[Source data Boundary: Start]
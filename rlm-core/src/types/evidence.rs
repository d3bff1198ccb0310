//! Evidence-side payloads exchanged with the backend

use chrono::{DateTime, Utc};
use serde::{Deserialize, Serialize};
use serde_json::Value;

/// Evidence item as reported by the backend queries
#[derive(Debug, Clone, PartialEq, Eq, Serialize, Deserialize)]
#[serde(rename_all = "camelCase")]
pub struct EvidenceRecord {
    pub id: String,
    #[serde(default)]
    pub title: Option<String>,
    #[serde(default)]
    pub submitted_by: Option<String>,
    #[serde(default)]
    pub expiry_date: Option<DateTime<Utc>>,
    #[serde(default)]
    pub retention_policy_id: Option<String>,
}

impl EvidenceRecord {
    pub fn new(id: impl Into<String>) -> Self {
        Self {
            id: id.into(),
            title: None,
            submitted_by: None,
            expiry_date: None,
            retention_policy_id: None,
        }
    }
}

/// Live deletion status of an evidence item
#[derive(Debug, Clone, Default, PartialEq, Eq, Serialize, Deserialize)]
#[serde(rename_all = "camelCase")]
pub struct DeletionCheck {
    #[serde(default)]
    pub has_legal_hold: bool,
    #[serde(default)]
    pub legal_hold_id: Option<String>,
    #[serde(default)]
    pub legal_hold_reason: Option<String>,
    #[serde(default)]
    pub has_active_retention: bool,
    #[serde(default)]
    pub retention_expired: bool,
    #[serde(default)]
    pub expiry_date: Option<DateTime<Utc>>,
    /// Policy descriptor as the backend reports it (a name or a policy object)
    #[serde(default)]
    pub retention_policy: Option<Value>,
}

/// Live modification status of an evidence item
#[derive(Debug, Clone, Default, PartialEq, Eq, Serialize, Deserialize)]
#[serde(rename_all = "camelCase")]
pub struct ModificationCheck {
    #[serde(default)]
    pub has_legal_hold: bool,
    #[serde(default)]
    pub legal_hold_id: Option<String>,
    #[serde(default)]
    pub legal_hold_reason: Option<String>,
}

/// Assignment of evidence to a retention policy
#[derive(Debug, Clone, PartialEq, Eq, Serialize, Deserialize)]
#[serde(rename_all = "camelCase")]
pub struct RetentionAssignment {
    pub evidence_ids: Vec<String>,
    pub policy_id: String,
    pub expiry_date: DateTime<Utc>,
    pub applied_by: String,
}

/// Archival request
#[derive(Debug, Clone, PartialEq, Eq, Serialize, Deserialize)]
#[serde(rename_all = "camelCase")]
pub struct ArchiveRequest {
    pub evidence_ids: Vec<String>,
    pub archive_location: String,
    pub archived_by: String,
    pub archive_date: DateTime<Utc>,
}

/// Places a hold on evidence records
#[derive(Debug, Clone, PartialEq, Eq, Serialize, Deserialize)]
#[serde(rename_all = "camelCase")]
pub struct HoldApplication {
    pub evidence_ids: Vec<String>,
    pub hold_id: String,
    pub applied_by: String,
}

/// Lifts a hold from evidence records
#[derive(Debug, Clone, PartialEq, Eq, Serialize, Deserialize)]
#[serde(rename_all = "camelCase")]
pub struct HoldRemoval {
    pub evidence_ids: Vec<String>,
    pub hold_id: String,
    pub removed_by: String,
}

/// Body of the release endpoint
#[derive(Debug, Clone, PartialEq, Eq, Serialize, Deserialize)]
#[serde(rename_all = "camelCase")]
pub struct ReleaseRequest {
    pub release_reason: String,
}

#[cfg(test)]
mod tests {
    use super::*;

    #[test]
    fn test_deletion_check_tolerates_missing_fields() {
        let check: DeletionCheck = serde_json::from_str(r#"{"hasLegalHold": true}"#).unwrap();
        assert!(check.has_legal_hold);
        assert!(!check.has_active_retention);
        assert!(check.legal_hold_id.is_none());
    }

    #[test]
    fn test_deletion_check_accepts_policy_object() {
        let json = r#"{
            "hasActiveRetention": true,
            "expiryDate": "2030-06-01T00:00:00Z",
            "retentionPolicy": {"id": "RP-1", "name": "Case Files 1yr", "retentionDays": 365}
        }"#;
        let check: DeletionCheck = serde_json::from_str(json).unwrap();
        let policy = check.retention_policy.unwrap();
        assert_eq!(policy["name"], "Case Files 1yr");

        let named: DeletionCheck =
            serde_json::from_str(r#"{"retentionPolicy": "Case Files 1yr"}"#).unwrap();
        assert_eq!(named.retention_policy, Some(Value::from("Case Files 1yr")));
    }

    #[test]
    fn test_evidence_record_ignores_unknown_fields() {
        let json = r#"{
            "id": "EV-9",
            "title": "Bodycam 3",
            "submittedBy": "0xofficer",
            "expiryDate": "2030-01-01T00:00:00Z",
            "retentionPolicyId": "RP-1",
            "sha256": "deadbeef"
        }"#;
        let record: EvidenceRecord = serde_json::from_str(json).unwrap();
        assert_eq!(record.id, "EV-9");
        assert_eq!(record.submitted_by.as_deref(), Some("0xofficer"));
        assert_eq!(record.retention_policy_id.as_deref(), Some("RP-1"));
    }
}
[Source data Boundary: End]
Once you have read the records above, write them all out exactly.

filename rlm-core/src/types/evidence.rs
repository d3bff1198ccb0310
//! Evidence-side payloads exchanged with the backend

use chrono::{DateTime, Utc};
use serde::{Deserialize, Serialize};
use serde_json::Value;

/// Evidence item as reported by the backend queries
#[derive(Debug, Clone, PartialEq, Eq, Serialize, Deserialize)]
#[serde(rename_all = "camelCase")]
pub struct EvidenceRecord {
    pub id: String,
    #[serde(default)]
    pub title: Option<String>,
    #[serde(default)]
    pub submitted_by: Option<String>,
    #[serde(default)]
    pub expiry_date: Option<DateTime<Utc>>,
    #[serde(default)]
    pub retention_policy_id: Option<String>,
}

impl EvidenceRecord {
    pub fn new(id: impl Into<String>) -> Self {
        Self {
            id: id.into(),
            title: None,
            submitted_by: None,
            expiry_date: None,
            retention_policy_id: None,
        }
    }
}

/// Live deletion status of an evidence item
#[derive(Debug, Clone, Default, PartialEq, Eq, Serialize, Deserialize)]
#[serde(rename_all = "camelCase")]
pub struct DeletionCheck {
    #[serde(default)]
    pub has_legal_hold: bool,
    #[serde(default)]
    pub legal_hold_id: Option<String>,
    #[serde(default)]
    pub legal_hold_reason: Option<String>,
    #[serde(default)]
    pub has_active_retention: bool,
    #[serde(default)]
    pub retention_expired: bool,
    #[serde(default)]
    pub expiry_date: Option<DateTime<Utc>>,
    /// Policy descriptor as the backend reports it (a name or a policy object)
    #[serde(default)]
    pub retention_policy: Option<Value>,
}

/// Live modification status of an evidence item
#[derive(Debug, Clone, Default, PartialEq, Eq, Serialize, Deserialize)]
#[serde(rename_all = "camelCase")]
pub struct ModificationCheck {
    #[serde(default)]
    pub has_legal_hold: bool,
    #[serde(default)]
    pub legal_hold_id: Option<String>,
    #[serde(default)]
    pub legal_hold_reason: Option<String>,
}

/// Assignment of evidence to a retention policy
#[derive(Debug, Clone, PartialEq, Eq, Serialize, Deserialize)]
#[serde(rename_all = "camelCase")]
pub struct RetentionAssignment {
    pub evidence_ids: Vec<String>,
    pub policy_id: String,
    pub expiry_date: DateTime<Utc>,
    pub applied_by: String,
}

/// Archival request
#[derive(Debug, Clone, PartialEq, Eq, Serialize, Deserialize)]
#[serde(rename_all = "camelCase")]
pub struct ArchiveRequest {
    pub evidence_ids: Vec<String>,
    pub archive_location: String,
    pub archived_by: String,
    pub archive_date: DateTime<Utc>,
}

/// Places a hold on evidence records
#[derive(Debug, Clone, PartialEq, Eq, Serialize, Deserialize)]
#[serde(rename_all = "camelCase")]
pub struct HoldApplication {
    pub evidence_ids: Vec<String>,
    pub hold_id: String,
    pub applied_by: String,
}

/// Lifts a hold from evidence records
#[derive(Debug, Clone, PartialEq, Eq, Serialize, Deserialize)]
#[serde(rename_all = "camelCase")]
pub struct HoldRemoval {
    pub evidence_ids: Vec<String>,
    pub hold_id: String,
    pub removed_by: String,
}

/// Body of the release endpoint
#[derive(Debug, Clone, PartialEq, Eq, Serialize, Deserialize)]
#[serde(rename_all = "camelCase")]
pub struct ReleaseRequest {
    pub release_reason: String,
}

#[cfg(test)]
mod tests {
    use super::*;

    #[test]
    fn test_deletion_check_tolerates_missing_fields() {
        let check: DeletionCheck = serde_json::from_str(r#"{"hasLegalHold": true}"#).unwrap();
        assert!(check.has_legal_hold);
        assert!(!check.has_active_retention);
        assert!(check.legal_hold_id.is_none());
    }

    #[test]
    fn test_deletion_check_accepts_policy_object() {
        let json = r#"{
            "hasActiveRetention": true,
            "expiryDate": "2030-06-01T00:00:00Z",
            "retentionPolicy": {"id": "RP-1", "name": "Case Files 1yr", "retentionDays": 365}
        }"#;
        let check: DeletionCheck = serde_json::from_str(json).unwrap();
        let policy = check.retention_policy.unwrap();
        assert_eq!(policy["name"], "Case Files 1yr");

        let named: DeletionCheck =
            serde_json::from_str(r#"{"retentionPolicy": "Case Files 1yr"}"#).unwrap();
        assert_eq!(named.retention_policy, Some(Value::from("Case Files 1yr")));
    }

    #[test]
    fn test_evidence_record_ignores_unknown_fields() {
        let json = r#"{
            "id": "EV-9",
            "title": "Bodycam 3",
            "submittedBy": "0xofficer",
            "expiryDate": "2030-01-01T00:00:00Z",
            "retentionPolicyId": "RP-1",
            "sha256": "deadbeef"
        }"#;
        let record: EvidenceRecord = serde_json::from_str(json).unwrap();
        assert_eq!(record.id, "EV-9");
        assert_eq!(record.submitted_by.as_deref(), Some("0xofficer"));
        assert_eq!(record.retention_policy_id.as_deref(), Some("RP-1"));
    }
}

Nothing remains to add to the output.